What you have to do:
Every line in the data below that includes "each" belongs in the answer, copied as it stands.

Stored dataset items
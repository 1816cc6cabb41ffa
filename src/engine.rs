//! Chain Execution Engine.
//!
//! One left-to-right pass over the chain. Every command is built, then
//! spawned at once; a command whose runnable asks for the previous entry to
//! complete first is spawned as a continuation of that entry's handle. Only
//! these adjacent links impose ordering, so the chain takes as long as its
//! longest run of linked entries.
//!
//! Consecutive waiting entries chain transitively. A dependent starts after
//! its predecessor completes whether or not it succeeded. Once the chain's
//! token is cancelled, a dependent whose predecessor has not completed never
//! starts and records a cancelled outcome.

use std::sync::Arc;

use command_plugin::capability::{CommandLog, ExecutionContext};
use command_plugin::message::{CommandOutcome, LogLevel};
use futures::FutureExt;
use futures::future::{BoxFuture, Shared, join_all};
use serde_json::Value;
use tokio_util::sync::CancellationToken;
use tracing::{debug, info_span, Instrument};

use crate::dispatch::{Dispatcher, PreparedCommand};
use crate::job::JobExecutionRecord;

type ExecutionHandle = Shared<BoxFuture<'static, CommandOutcome>>;

/// Told about each command as it finishes, in completion order.
pub trait ProgressSink: Send + Sync {
    fn command_finished(&self, index: usize, outcome: &CommandOutcome);
}

impl ProgressSink for () {
    fn command_finished(&self, _index: usize, _outcome: &CommandOutcome) {}
}

#[derive(Clone)]
pub struct ChainEngine {
    dispatcher: Dispatcher,
}

impl ChainEngine {
    pub fn new(dispatcher: Dispatcher) -> Self {
        Self { dispatcher }
    }

    pub async fn run(
        &self,
        job_id: &str,
        commands: &[String],
        payload: &Value,
        cancel: CancellationToken,
        log: Arc<dyn CommandLog>,
        progress: Arc<dyn ProgressSink>,
    ) -> JobExecutionRecord {
        let mut handles: Vec<ExecutionHandle> = Vec::with_capacity(commands.len());

        for (index, command) in commands.iter().enumerate() {
            let ctx = ExecutionContext::new(cancel.clone(), Arc::clone(&log));
            let execution: BoxFuture<'static, CommandOutcome> = match self.dispatcher.build(command, payload).await {
                Ok(prepared) => {
                    let previous = if prepared.requires_previous_completion() {
                        handles.last().cloned()
                    } else {
                        None
                    };
                    run_prepared(prepared, previous, ctx).boxed()
                }
                Err(e) => {
                    log.log(LogLevel::Error, &format!("{command}: {e}"));
                    let outcome = CommandOutcome::failure(e.to_string());
                    async move { outcome }.boxed()
                }
            };

            let span = info_span!("command", job_id, index, command = %command);
            let progress = Arc::clone(&progress);
            let task = tokio::spawn(
                async move {
                    let outcome = execution.await;
                    debug!(status = %outcome.status, "command finished");
                    progress.command_finished(index, &outcome);
                    outcome
                }
                .instrument(span),
            );
            let handle = async move {
                task.await
                    .unwrap_or_else(|e| CommandOutcome::failure(format!("command task failed: {e}")))
            }
            .boxed()
            .shared();
            handles.push(handle);
        }

        let outcomes = join_all(handles).await;
        JobExecutionRecord::new(job_id, commands, outcomes, cancel.is_cancelled())
    }
}

async fn run_prepared(
    prepared: PreparedCommand,
    previous: Option<ExecutionHandle>,
    ctx: ExecutionContext,
) -> CommandOutcome {
    if let Some(previous) = previous {
        // a predecessor that already finished wins over a later cancel
        tokio::select! {
            biased;
            _ = previous => {}
            _ = ctx.cancel.cancelled() => return CommandOutcome::cancelled(),
        }
    }
    prepared.runnable.execute(Arc::clone(&prepared.backend), &ctx).await
}
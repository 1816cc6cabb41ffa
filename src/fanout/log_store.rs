use std::collections::{HashMap, VecDeque};
use std::sync::Mutex;

/// Bounded in-memory log lines keyed by job id.
///
/// Once more than `capacity` distinct jobs have logged, the job that logged
/// first loses its whole history in one step.
pub struct LogStore {
    capacity: usize,
    inner: Mutex<Inner>,
}

#[derive(Default)]
struct Inner {
    order: VecDeque<String>,
    lines: HashMap<String, Vec<String>>,
}

impl LogStore {
    pub const DEFAULT_CAPACITY: usize = 100;

    pub fn new(capacity: usize) -> Self {
        Self { capacity: capacity.max(1), inner: Mutex::new(Inner::default()) }
    }

    /// Appends a line and returns the ids of any jobs evicted to make room.
    pub fn append(&self, job_id: &str, text: impl Into<String>) -> Vec<String> {
        let mut inner = self.inner.lock().unwrap_or_else(|e| e.into_inner());
        let mut evicted = Vec::new();
        if !inner.lines.contains_key(job_id) {
            inner.order.push_back(job_id.to_string());
            inner.lines.insert(job_id.to_string(), Vec::new());
            while inner.order.len() > self.capacity {
                if let Some(oldest) = inner.order.pop_front() {
                    inner.lines.remove(&oldest);
                    evicted.push(oldest);
                }
            }
        }
        if let Some(lines) = inner.lines.get_mut(job_id) {
            lines.push(text.into());
        }
        evicted
    }

    pub fn lines(&self, job_id: &str) -> Option<Vec<String>> {
        let inner = self.inner.lock().unwrap_or_else(|e| e.into_inner());
        inner.lines.get(job_id).cloned()
    }

    pub fn job_count(&self) -> usize {
        self.inner.lock().unwrap_or_else(|e| e.into_inner()).order.len()
    }
}

impl Default for LogStore {
    fn default() -> Self {
        Self::new(Self::DEFAULT_CAPACITY)
    }
}

#[cfg(test)]
mod tests {
    use super::*;

    #[test]
    fn lines_accumulate_per_job() {
        let store = LogStore::default();
        store.append("a", "one");
        store.append("b", "x");
        store.append("a", "two");
        assert_eq!(store.lines("a").unwrap(), vec!["one", "two"]);
        assert_eq!(store.lines("b").unwrap(), vec!["x"]);
        assert!(store.lines("c").is_none());
    }

    #[test]
    fn the_101st_job_evicts_the_oldest_whole() {
        let store = LogStore::new(100);
        for i in 0..100 {
            store.append(&format!("job-{i}"), "first");
            store.append(&format!("job-{i}"), "second");
        }
        assert_eq!(store.job_count(), 100);

        // more lines for an old job do not refresh its position
        assert!(store.append("job-0", "third").is_empty());

        let evicted = store.append("job-100", "hello");
        assert_eq!(evicted, vec!["job-0".to_string()]);
        assert_eq!(store.job_count(), 100);
        assert!(store.lines("job-0").is_none());
        assert_eq!(store.lines("job-1").unwrap().len(), 2);
    }
}
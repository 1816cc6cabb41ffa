//! Module Loader: finds plugin directories, starts each plugin in a fresh
//! isolation unit, introspects its single capability and registers it.

use std::fs;
use std::path::{Path, PathBuf};
use std::sync::Arc;
use std::time::Duration;

use command_plugin::capability::Capability;
use command_plugin::message::{CapabilityKind, CapabilityManifest, HostContext, LogLevel};
use semver::Version;
use tracing::{error, info, warn};
use uuid::Uuid;

use super::descriptor::PluginDescriptor;
use super::registry::PluginRegistry;
use super::remote::{self, PluginProcess, RemoteHandler, RemoteService};
use super::unit::IsolationUnit;
use crate::config::ConfigManager;
use crate::error::PluginLoadError;

#[derive(Debug, Clone)]
pub struct LoaderSettings {
    /// Bound on the `describe` answer of a freshly started plugin.
    pub describe_timeout: Duration,
    pub on_loaded_timeout: Duration,
    pub log_level: LogLevel,
}

impl Default for LoaderSettings {
    fn default() -> Self {
        Self {
            describe_timeout: Duration::from_secs(5),
            on_loaded_timeout: Duration::from_secs(10),
            log_level: LogLevel::Info,
        }
    }
}

#[derive(Debug)]
pub struct SkippedPlugin {
    pub dir: PathBuf,
    pub error: PluginLoadError,
}

#[derive(Debug, Default)]
pub struct DiscoveryReport {
    pub loaded: Vec<PluginDescriptor>,
    pub skipped: Vec<SkippedPlugin>,
}

pub struct PluginLoader {
    registry: Arc<PluginRegistry>,
    config: ConfigManager,
    settings: LoaderSettings,
}

impl PluginLoader {
    pub fn new(registry: Arc<PluginRegistry>, config: ConfigManager, settings: LoaderSettings) -> Self {
        Self { registry, config, settings }
    }

    pub fn registry(&self) -> &Arc<PluginRegistry> {
        &self.registry
    }

    /// Loads every plugin directory directly under `root`. A plugin that
    /// fails is logged and reported; the rest still load.
    pub async fn discover(&self, root: &Path) -> Result<DiscoveryReport, PluginLoadError> {
        let mut dirs = Vec::new();
        let mut entries = tokio::fs::read_dir(root).await.map_err(io_at(root))?;
        while let Some(entry) = entries.next_entry().await.map_err(io_at(root))? {
            let path = entry.path();
            if !is_hidden(&path) && is_dir(&path).await {
                dirs.push(path);
            }
        }
        dirs.sort();

        let mut report = DiscoveryReport::default();
        for dir in dirs {
            match self.load_dir(&dir).await {
                Ok(descriptor) => report.loaded.push(descriptor),
                Err(error) => {
                    warn!(dir = %dir.display(), "skipping plugin: {error}");
                    report.skipped.push(SkippedPlugin { dir, error });
                }
            }
        }
        info!(
            loaded = report.loaded.len(),
            skipped = report.skipped.len(),
            "plugin discovery finished in {}",
            root.display()
        );
        Ok(report)
    }

    /// Loads one plugin directory into a fresh isolation unit.
    pub async fn load_dir(&self, dir: &Path) -> Result<PluginDescriptor, PluginLoadError> {
        let name = plugin_name(dir);
        let (binary, version) = locate_binary(dir, &name).await?;

        let process = PluginProcess::spawn(&binary, &name)?;
        let result = self.introspect(&name, dir, binary, version, Arc::clone(&process)).await;
        if result.is_err() {
            process.shutdown().await;
        }
        result
    }

    async fn introspect(
        &self,
        name: &str,
        dir: &Path,
        binary: PathBuf,
        version: Option<Version>,
        process: Arc<PluginProcess>,
    ) -> Result<PluginDescriptor, PluginLoadError> {
        let timeout = self.settings.describe_timeout;
        let described = match tokio::time::timeout(timeout, remote::describe(&process)).await {
            Ok(described) => described.map_err(|e| e.to_string()),
            Err(_) => Err(format!("no answer within {timeout:?}")),
        }
        .map_err(|details| PluginLoadError::Introspection { plugin: name.to_string(), stage: "describe", details })?;
        let manifest = single_manifest(name, described.capabilities)?;

        let capability = match manifest.kind {
            CapabilityKind::Handler => Capability::handler(
                manifest.name.clone(),
                Arc::new(RemoteHandler::new(Arc::clone(&process), manifest.clone())),
            ),
            CapabilityKind::Backend => Capability::backend(Arc::new(RemoteService::new(
                Arc::clone(&process),
                manifest.backend_name.clone(),
            ))),
        };

        let unit_id = Uuid::new_v4();
        let unit = IsolationUnit::remote(unit_id, name, process);
        let descriptor =
            PluginDescriptor::from_manifest(name, &manifest, unit_id, binary, dir.to_path_buf(), version);
        self.install(descriptor, capability, unit).await
    }

    /// Registers a capability that lives inside the host under its own unit.
    pub async fn load_in_process(
        &self,
        name: &str,
        capability: Capability,
    ) -> Result<PluginDescriptor, PluginLoadError> {
        let manifest = single_manifest(name, vec![capability.manifest()])?;
        let unit = IsolationUnit::in_process(name);
        let descriptor =
            PluginDescriptor::from_manifest(name, &manifest, unit.id(), PathBuf::new(), PathBuf::new(), None);
        self.install(descriptor, capability, unit).await
    }

    async fn install(
        &self,
        descriptor: PluginDescriptor,
        capability: Capability,
        unit: Arc<IsolationUnit>,
    ) -> Result<PluginDescriptor, PluginLoadError> {
        let unit_id = descriptor.unit_id;
        let name = descriptor.name.clone();
        self.registry.register(descriptor.clone(), capability.clone(), unit)?;

        let ctx = HostContext {
            unit_id: unit_id.to_string(),
            plugin_name: name.clone(),
            config: self.config.plugin_settings(&name).await,
            log_level: self.settings.log_level,
        };
        let timeout = self.settings.on_loaded_timeout;
        let failure = match tokio::time::timeout(timeout, capability.on_loaded(&ctx)).await {
            Ok(Ok(())) => None,
            Ok(Err(e)) => Some(format!("{e:#}")),
            Err(_) => Some(format!("did not finish within {timeout:?}")),
        };
        if let Some(details) = failure {
            self.registry.deregister(unit_id);
            return Err(PluginLoadError::Introspection { plugin: name, stage: "onLoaded", details });
        }

        info!(plugin = %name, unit = %unit_id, version = ?descriptor.version, "plugin loaded");
        Ok(descriptor)
    }

    /// Removes every binding of `unit_id`, waits for in-flight calls into the
    /// unit to finish, then stops it. Returns false for an unknown unit.
    pub async fn unload(&self, unit_id: Uuid) -> bool {
        let Some((descriptor, unit)) = self.registry.deregister(unit_id) else {
            return false;
        };
        unit.terminate().await;
        info!(plugin = %descriptor.name, unit = %unit_id, "plugin unloaded");
        true
    }

    /// Unloads every unit that was loaded from the plugin directory `name`.
    pub async fn unload_plugin(&self, name: &str) -> usize {
        let mut count = 0;
        for unit_id in self.registry.units_for_plugin(name) {
            if self.unload(unit_id).await {
                count += 1;
            }
        }
        count
    }

    /// Replaces whatever is loaded from `dir` with a fresh unit. A directory
    /// that no longer exists is only unloaded.
    pub async fn reload(&self, dir: &Path) -> Result<Option<PluginDescriptor>, PluginLoadError> {
        let name = plugin_name(dir);
        self.unload_plugin(&name).await;
        if !is_dir(dir).await {
            return Ok(None);
        }
        self.load_dir(dir).await.map(Some)
    }

    pub async fn shutdown(&self) {
        for unit_id in self.registry.unit_ids() {
            self.unload(unit_id).await;
        }
    }
}

fn plugin_name(dir: &Path) -> String {
    dir.file_name()
        .map(|n| n.to_string_lossy().into_owned())
        .unwrap_or_else(|| "plugin".to_string())
}

async fn is_dir(path: &Path) -> bool {
    tokio::fs::metadata(path).await.is_ok_and(|m| m.is_dir())
}

/// Version selection and binary lookup walk the directory synchronously, so
/// they run on the blocking pool.
async fn locate_binary(dir: &Path, plugin: &str) -> Result<(PathBuf, Option<Version>), PluginLoadError> {
    let (dir_owned, plugin) = (dir.to_path_buf(), plugin.to_string());
    tokio::task::spawn_blocking(move || {
        let (version_dir, version) = select_version_dir(&dir_owned)?;
        Ok::<_, PluginLoadError>((find_binary(&version_dir, &plugin)?, version))
    })
    .await
    .map_err(|e| PluginLoadError::IoAt { path: dir.to_path_buf(), source: std::io::Error::other(e) })?
}

fn is_hidden(path: &Path) -> bool {
    path.file_name()
        .and_then(|n| n.to_str())
        .is_some_and(|n| n.starts_with('.'))
}

fn io_at(path: &Path) -> impl Fn(std::io::Error) -> PluginLoadError + '_ {
    move |source| PluginLoadError::IoAt { path: path.to_path_buf(), source }
}

/// The child directory named after the highest semantic version, or `dir`
/// itself when there is none.
pub fn select_version_dir(dir: &Path) -> Result<(PathBuf, Option<Version>), PluginLoadError> {
    let mut best: Option<(Version, PathBuf)> = None;
    for entry in fs::read_dir(dir).map_err(io_at(dir))? {
        let path = entry.map_err(io_at(dir))?.path();
        if !path.is_dir() {
            continue;
        }
        let Some(version) = path
            .file_name()
            .and_then(|n| n.to_str())
            .and_then(|n| Version::parse(n.trim_start_matches('v')).ok())
        else {
            continue;
        };
        if best.as_ref().is_none_or(|(current, _)| version > *current) {
            best = Some((version, path));
        }
    }
    Ok(match best {
        Some((version, path)) => (path, Some(version)),
        None => (dir.to_path_buf(), None),
    })
}

/// The single executable in `dir`, or the one named after the plugin when
/// there are several.
pub fn find_binary(dir: &Path, plugin: &str) -> Result<PathBuf, PluginLoadError> {
    let mut candidates = Vec::new();
    for entry in fs::read_dir(dir).map_err(io_at(dir))? {
        let path = entry.map_err(io_at(dir))?.path();
        if path.is_file() && !is_hidden(&path) && is_executable(&path) {
            candidates.push(path);
        }
    }
    candidates.sort();

    match candidates.len() {
        0 => Err(PluginLoadError::NoBinary(dir.to_path_buf())),
        1 => Ok(candidates.remove(0)),
        _ => candidates
            .into_iter()
            .find(|p| p.file_stem().and_then(|s| s.to_str()) == Some(plugin))
            .ok_or_else(|| PluginLoadError::AmbiguousBinary(dir.to_path_buf())),
    }
}

#[cfg(unix)]
fn is_executable(path: &Path) -> bool {
    use std::os::unix::fs::PermissionsExt;
    path.metadata()
        .map(|m| m.permissions().mode() & 0o111 != 0)
        .unwrap_or(false)
}

#[cfg(not(unix))]
fn is_executable(path: &Path) -> bool {
    path.extension()
        .and_then(|e| e.to_str())
        .is_some_and(|e| e.eq_ignore_ascii_case("exe"))
}

/// Exactly one capability, and for a handler a non-empty set of unique names.
fn single_manifest(
    plugin: &str,
    mut capabilities: Vec<CapabilityManifest>,
) -> Result<CapabilityManifest, PluginLoadError> {
    let manifest = match capabilities.len() {
        0 => return Err(PluginLoadError::NoCapability { plugin: plugin.to_string() }),
        1 => capabilities.remove(0),
        count => {
            error!(plugin, count, "plugin exports more than one capability");
            return Err(PluginLoadError::MultipleCapabilities { plugin: plugin.to_string(), count });
        }
    };

    if manifest.kind == CapabilityKind::Handler {
        if manifest.command_names.is_empty() {
            return Err(PluginLoadError::NoCommands { plugin: plugin.to_string() });
        }
        let mut seen = std::collections::HashSet::new();
        for command in &manifest.command_names {
            if !seen.insert(command) {
                return Err(PluginLoadError::DuplicateCommand {
                    plugin: plugin.to_string(),
                    command: command.clone(),
                });
            }
        }
    }
    Ok(manifest)
}
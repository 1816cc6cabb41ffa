pub mod app;
pub mod config;
pub mod dispatch;
pub mod engine;
pub mod error;
pub mod fanout;
pub mod job;
pub mod logger;
pub mod plugin;
pub mod queue;
pub mod service;
pub mod signature;
pub mod transport;
pub mod watcher;
pub mod worker;
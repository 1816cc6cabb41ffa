mod common;

use std::sync::Arc;

use axum::Router;
use axum::body::{Body, to_bytes};
use axum::http::{Request, StatusCode};
use chainops::job::JobState;
use chainops::transport::http::router;
use serde_json::{Value, json};
use tower::ServiceExt;

use common::{assert_state, boot, install_pair, scratch_root, wait_for_terminal};

async fn send(app: &Router, method: &str, uri: &str, body: Option<Value>) -> (StatusCode, Value) {
    let builder = Request::builder().method(method).uri(uri);
    let request = match body {
        Some(body) => builder
            .header("content-type", "application/json")
            .body(Body::from(body.to_string()))
            .unwrap(),
        None => builder.body(Body::empty()).unwrap(),
    };
    let response = app.clone().oneshot(request).await.unwrap();
    let status = response.status();
    let bytes = to_bytes(response.into_body(), usize::MAX).await.unwrap();
    let value = if bytes.is_empty() { Value::Null } else { serde_json::from_slice(&bytes).unwrap() };
    (status, value)
}

#[tokio::test(flavor = "multi_thread")]
async fn submitted_job_runs_and_exposes_status_and_logs() {
    let root = scratch_root();
    install_pair(&root.path().join("plugins"), "ldap");
    let app = boot(root.path(), &[]).await;
    let api = router(Arc::clone(app.service()));

    let (status, ticket) = send(
        &api,
        "POST",
        "/jobs",
        Some(json!({
            "commands": ["ldap.step", "ldap.echo"],
            "payload": {"ldap.step": {"sleepMs": 50}},
            "requestedBy": "ops"
        })),
    )
    .await;
    assert_eq!(status, StatusCode::ACCEPTED);
    let id = ticket["id"].as_str().unwrap().to_string();
    assert!(ticket["enqueuedAt"].is_string());

    let finished = wait_for_terminal(app.service(), &id).await;
    assert_state(&finished, JobState::Succeeded);

    let (status, body) = send(&api, "GET", &format!("/jobs/{id}"), None).await;
    assert_eq!(status, StatusCode::OK);
    assert_eq!(body["status"], "succeeded");
    assert_eq!(body["requestedBy"], "ops");
    assert_eq!(body["outcomes"].as_array().unwrap().len(), 2);
    assert_eq!(body["outcomes"][0]["status"], "success");

    let (status, body) = send(&api, "GET", &format!("/jobs/{id}/logs"), None).await;
    assert_eq!(status, StatusCode::OK);
    let lines = body["lines"].as_array().unwrap();
    assert!(lines.iter().any(|l| l.as_str().unwrap().contains("ldap.step started")));

    app.shutdown().await;
}

#[tokio::test(flavor = "multi_thread")]
async fn bad_requests_map_to_client_errors() {
    let root = scratch_root();
    let app = boot(root.path(), &[]).await;
    let api = router(Arc::clone(app.service()));

    let (status, body) = send(&api, "POST", "/jobs", Some(json!({"commands": ["a", ""]}))).await;
    assert_eq!(status, StatusCode::BAD_REQUEST);
    assert!(body["error"].as_str().unwrap().contains("blank"));

    let (status, _) = send(&api, "POST", "/jobs", Some(json!({"payload": {}}))).await;
    assert_eq!(status, StatusCode::BAD_REQUEST);

    let (status, _) = send(&api, "GET", "/jobs/does-not-exist", None).await;
    assert_eq!(status, StatusCode::NOT_FOUND);
    let (status, _) = send(&api, "GET", "/jobs/does-not-exist/logs", None).await;
    assert_eq!(status, StatusCode::NOT_FOUND);
    let (status, _) = send(&api, "DELETE", "/jobs/does-not-exist", None).await;
    assert_eq!(status, StatusCode::NOT_FOUND);

    app.shutdown().await;
}

#[tokio::test(flavor = "multi_thread")]
async fn delayed_job_can_be_modified_and_cancelled_before_it_starts() {
    let root = scratch_root();
    let app = boot(root.path(), &[]).await;
    let api = router(Arc::clone(app.service()));

    let (_, ticket) = send(&api, "POST", "/jobs", Some(json!({"commands": ["a"], "delay": 60000}))).await;
    let id = ticket["id"].as_str().unwrap().to_string();

    let (status, body) = send(
        &api,
        "PUT",
        &format!("/jobs/{id}"),
        Some(json!({"commands": ["b", "c"], "delay": 60000})),
    )
    .await;
    assert_eq!(status, StatusCode::OK);
    assert_eq!(body["commands"], json!(["b", "c"]));
    assert_eq!(body["status"], "queued");

    let (status, body) = send(&api, "DELETE", &format!("/jobs/{id}"), None).await;
    assert_eq!(status, StatusCode::OK);
    assert_eq!(body["status"], "cancelled");

    let (status, _) = send(&api, "PUT", &format!("/jobs/{id}"), Some(json!({"commands": ["a"]}))).await;
    assert_eq!(status, StatusCode::CONFLICT);

    app.shutdown().await;
}

#[tokio::test(flavor = "multi_thread")]
async fn unsigned_submission_is_refused_when_a_key_is_configured() {
    let root = scratch_root();
    let key = root.path().join("signing.pub");
    std::fs::write(
        &key,
        "-----BEGIN PUBLIC KEY-----\nMCowBQYDK2VwAyEA+Klv7vc7gbU1FK4AyYp4oN+Dup9hHaCiDTnLqv13Hjk=\n-----END PUBLIC KEY-----\n",
    )
    .unwrap();
    let key = key.to_string_lossy().into_owned();
    let app = boot(root.path(), &[("CHAINOPS_PUBLIC_KEY", key.as_str())]).await;
    let api = router(Arc::clone(app.service()));

    let (status, _) = send(&api, "POST", "/jobs", Some(json!({"commands": ["a"]}))).await;
    assert_eq!(status, StatusCode::UNAUTHORIZED);
    let (status, _) = send(&api, "POST", "/jobs", Some(json!({"commands": ["a"], "signature": "AAAA"}))).await;
    assert_eq!(status, StatusCode::UNAUTHORIZED);

    app.shutdown().await;
}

Answer to this task:
/// Told about each command as it finishes, in completion order.
//! Module Loader: finds plugin directories, starts each plugin in a fresh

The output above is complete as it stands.